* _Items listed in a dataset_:
——————————

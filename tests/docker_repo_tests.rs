// Optional DockerRepo tests when a Docker daemon is available

use docktop::docker_repo::{DockerRepo, RuntimeClient, SHORT_ID_LEN};

async fn connected() -> Option<DockerRepo> {
    let repo = DockerRepo::connect().ok()?;
    repo.ping().await.ok()?;
    Some(repo)
}

#[tokio::test]
async fn docker_repo_lists_containers_with_short_ids() {
    let Some(repo) = connected().await else {
        return; // Skip when Docker is not available (e.g. CI without Docker)
    };
    let containers = repo.list_containers().await.expect("list_containers");
    for c in &containers {
        assert!(c.id.len() <= SHORT_ID_LEN);
        assert!(!c.name.starts_with('/'));
        assert!(!c.ports.is_empty());
    }
}

#[tokio::test]
async fn docker_repo_system_and_images() {
    let Some(repo) = connected().await else {
        return;
    };
    let system = repo.system_snapshot().await.expect("system_snapshot");
    assert!(system.containers >= system.containers_running);
    let images = repo.list_images().await.expect("list_images");
    assert!(images.iter().all(|i| i.id.len() <= SHORT_ID_LEN));
}

#[tokio::test]
async fn docker_repo_unknown_container_is_not_found() {
    let Some(repo) = connected().await else {
        return;
    };
    let err = repo
        .start("docktop-test-no-such-container")
        .await
        .unwrap_err();
    assert!(matches!(
        err,
        docktop::docker_repo::RuntimeError::NotFound(_)
    ));
}
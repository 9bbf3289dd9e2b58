// Docker image models

use chrono::{DateTime, Utc};

#[derive(Debug, Clone, Default, PartialEq)]
pub struct ImageSnapshot {
    /// Short id (12 chars, `sha256:` prefix stripped).
    pub id: String,
    /// `repository:tag` strings; empty for dangling images.
    pub tags: Vec<String>,
    pub size_bytes: u64,
    pub created: Option<DateTime<Utc>>,
}

impl ImageSnapshot {
    /// Case-insensitive substring match on any tag or the id.
    /// `needle` must already be lowercased.
    pub fn matches(&self, needle: &str) -> bool {
        self.tags.iter().any(|t| t.to_lowercase().contains(needle))
            || self.id.to_lowercase().contains(needle)
    }

    /// First tag, or `<none>` for untagged images.
    pub fn display_tag(&self) -> &str {
        self.tags.first().map(String::as_str).unwrap_or("<none>")
    }
}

——————————

* _THE PROBLEM_: Reprint the entries above in full, exactly as they are.

* _WRITTEN ANSWER_:
filename tests/docker_repo_tests.rs
// Optional DockerRepo tests when a Docker daemon is available

use docktop::docker_repo::{DockerRepo, RuntimeClient, SHORT_ID_LEN};

async fn connected() -> Option<DockerRepo> {
    let repo = DockerRepo::connect().ok()?;
    repo.ping().await.ok()?;
    Some(repo)
}

#[tokio::test]
async fn docker_repo_lists_containers_with_short_ids() {
    let Some(repo) = connected().await else {
        return; // Skip when Docker is not available (e.g. CI without Docker)
    };
    let containers = repo.list_containers().await.expect("list_containers");
    for c in &containers {
        assert!(c.id.len() <= SHORT_ID_LEN);
        assert!(!c.name.starts_with('/'));
        assert!(!c.ports.is_empty());
    }
}

#[tokio::test]
async fn docker_repo_system_and_images() {
    let Some(repo) = connected().await else {
        return;
    };
    let system = repo.system_snapshot().await.expect("system_snapshot");
    assert!(system.containers >= system.containers_running);
    let images = repo.list_images().await.expect("list_images");
    assert!(images.iter().all(|i| i.id.len() <= SHORT_ID_LEN));
}

#[tokio::test]
async fn docker_repo_unknown_container_is_not_found() {
    let Some(repo) = connected().await else {
        return;
    };
    let err = repo
        .start("docktop-test-no-such-container")
        .await
        .unwrap_err();
    assert!(matches!(
        err,
        docktop::docker_repo::RuntimeError::NotFound(_)
    ));
}
repository 9bbf3289dd9e2b58
// Docker image models

use chrono::{DateTime, Utc};

#[derive(Debug, Clone, Default, PartialEq)]
pub struct ImageSnapshot {
    /// Short id (12 chars, `sha256:` prefix stripped).
    pub id: String,
    /// `repository:tag` strings; empty for dangling images.
    pub tags: Vec<String>,
    pub size_bytes: u64,
    pub created: Option<DateTime<Utc>>,
}

impl ImageSnapshot {
    /// Case-insensitive substring match on any tag or the id.
    /// `needle` must already be lowercased.
    pub fn matches(&self, needle: &str) -> bool {
        self.tags.iter().any(|t| t.to_lowercase().contains(needle))
            || self.id.to_lowercase().contains(needle)
    }

    /// First tag, or `<none>` for untagged images.
    pub fn display_tag(&self) -> &str {
        self.tags.first().map(String::as_str).unwrap_or("<none>")
    }
}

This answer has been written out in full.